::: MATERIAL FOR THE TASK :::

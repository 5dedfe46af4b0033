//! Document automation service trait
//!
//! This module defines the capability interface the converter needs from the
//! desktop application that actually owns notebook content: open a notebook,
//! read and replace its hierarchy, export a section, navigate, close. Native
//! interop or RPC bindings live behind this trait.

use crate::domain::ids::{NotebookId, SectionId};
use crate::domain::{ConverterError, Result};
use async_trait::async_trait;
use serde::{Deserialize, Serialize};
use std::fmt;
use std::path::Path;
use std::str::FromStr;

/// Target container format for exported sections
#[derive(Debug, Clone, Copy, PartialEq, Eq, Hash, Serialize, Deserialize, Default)]
#[serde(rename_all = "lowercase")]
pub enum PublishFormat {
    /// Current section format; section order has to be restored afterwards
    #[default]
    Current,
    /// Legacy section format; no cross-file ordering is kept
    Legacy,
}

impl PublishFormat {
    /// Whether section order in the destination must be fixed up after export
    pub fn requires_reordering(self) -> bool {
        matches!(self, PublishFormat::Current)
    }

    pub fn as_str(self) -> &'static str {
        match self {
            PublishFormat::Current => "current",
            PublishFormat::Legacy => "legacy",
        }
    }
}

impl fmt::Display for PublishFormat {
    fn fmt(&self, f: &mut fmt::Formatter<'_>) -> fmt::Result {
        f.write_str(self.as_str())
    }
}

impl FromStr for PublishFormat {
    type Err = ConverterError;

    fn from_str(s: &str) -> Result<Self> {
        match s.to_lowercase().as_str() {
            "current" | "2013" => Ok(PublishFormat::Current),
            "legacy" | "2007" => Ok(PublishFormat::Legacy),
            other => Err(ConverterError::Validation(format!(
                "Invalid format '{other}'. Must be one of: current, legacy"
            ))),
        }
    }
}

/// How much of the hierarchy a snapshot should contain
#[derive(Debug, Clone, Copy, PartialEq, Eq)]
pub enum HierarchyScope {
    /// Notebook element only
    Notebooks,
    /// Notebook and its sections
    Sections,
    /// Notebook, sections and their pages
    Pages,
}

/// Schema revision of the hierarchy markup
#[derive(Debug, Clone, Copy, PartialEq, Eq, Default)]
pub enum SchemaVersion {
    #[default]
    V2013,
}

/// What the service should create when the opened path does not exist
#[derive(Debug, Clone, Copy, PartialEq, Eq, Default)]
pub enum CreateFileType {
    /// Only open existing notebooks
    #[default]
    None,
    /// Create a notebook at the path
    Notebook,
}

/// Capability interface of the document automation service
///
/// Every method may block on the external application; implementations must
/// keep that work off the async executor threads (for example with
/// `tokio::task::spawn_blocking`).
#[async_trait]
pub trait AutomationService: Send + Sync {
    /// File extension (including the dot) the service uses for one section file
    fn section_extension(&self) -> &str;

    /// Opens the notebook stored at `path` and returns its identifier
    ///
    /// # Errors
    ///
    /// Fails if `path` is not a notebook the service can open.
    async fn open_hierarchy(&self, path: &Path, create: CreateFileType) -> Result<NotebookId>;

    /// Returns the hierarchy markup of an opened notebook
    async fn get_hierarchy(
        &self,
        notebook: &NotebookId,
        scope: HierarchyScope,
        schema: SchemaVersion,
    ) -> Result<String>;

    /// Replaces the hierarchy of a previously opened notebook
    ///
    /// Section order in `markup` becomes the order stored on disk.
    async fn update_hierarchy(&self, markup: &str, schema: SchemaVersion) -> Result<()>;

    /// Exports one section to `destination` in the given format
    async fn publish(
        &self,
        section: &SectionId,
        destination: &Path,
        format: PublishFormat,
    ) -> Result<()>;

    /// Brings the notebook to the front in the application
    async fn navigate_to(&self, notebook: &NotebookId) -> Result<()>;

    /// Closes an opened notebook; `force` skips syncing it back
    async fn close_notebook(&self, notebook: &NotebookId, force: bool) -> Result<()>;
}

:::

:: TASK DIRECTIONS ::
Everything from the line with "of an opened notebook" to the last line of the entries above is to be retyped exactly. Include both ends.

:: RESULT OF THE EXERCISE ::
    /// Returns the hierarchy markup of an opened notebook
    async fn get_hierarchy(
        &self,
        notebook: &NotebookId,
        scope: HierarchyScope,
        schema: SchemaVersion,
    ) -> Result<String>;

    /// Replaces the hierarchy of a previously opened notebook
    ///
    /// Section order in `markup` becomes the order stored on disk.
    async fn update_hierarchy(&self, markup: &str, schema: SchemaVersion) -> Result<()>;

    /// Exports one section to `destination` in the given format
    async fn publish(
        &self,
        section: &SectionId,
        destination: &Path,
        format: PublishFormat,
    ) -> Result<()>;

    /// Brings the notebook to the front in the application
    async fn navigate_to(&self, notebook: &NotebookId) -> Result<()>;

    /// Closes an opened notebook; `force` skips syncing it back
    async fn close_notebook(&self, notebook: &NotebookId, force: bool) -> Result<()>;
}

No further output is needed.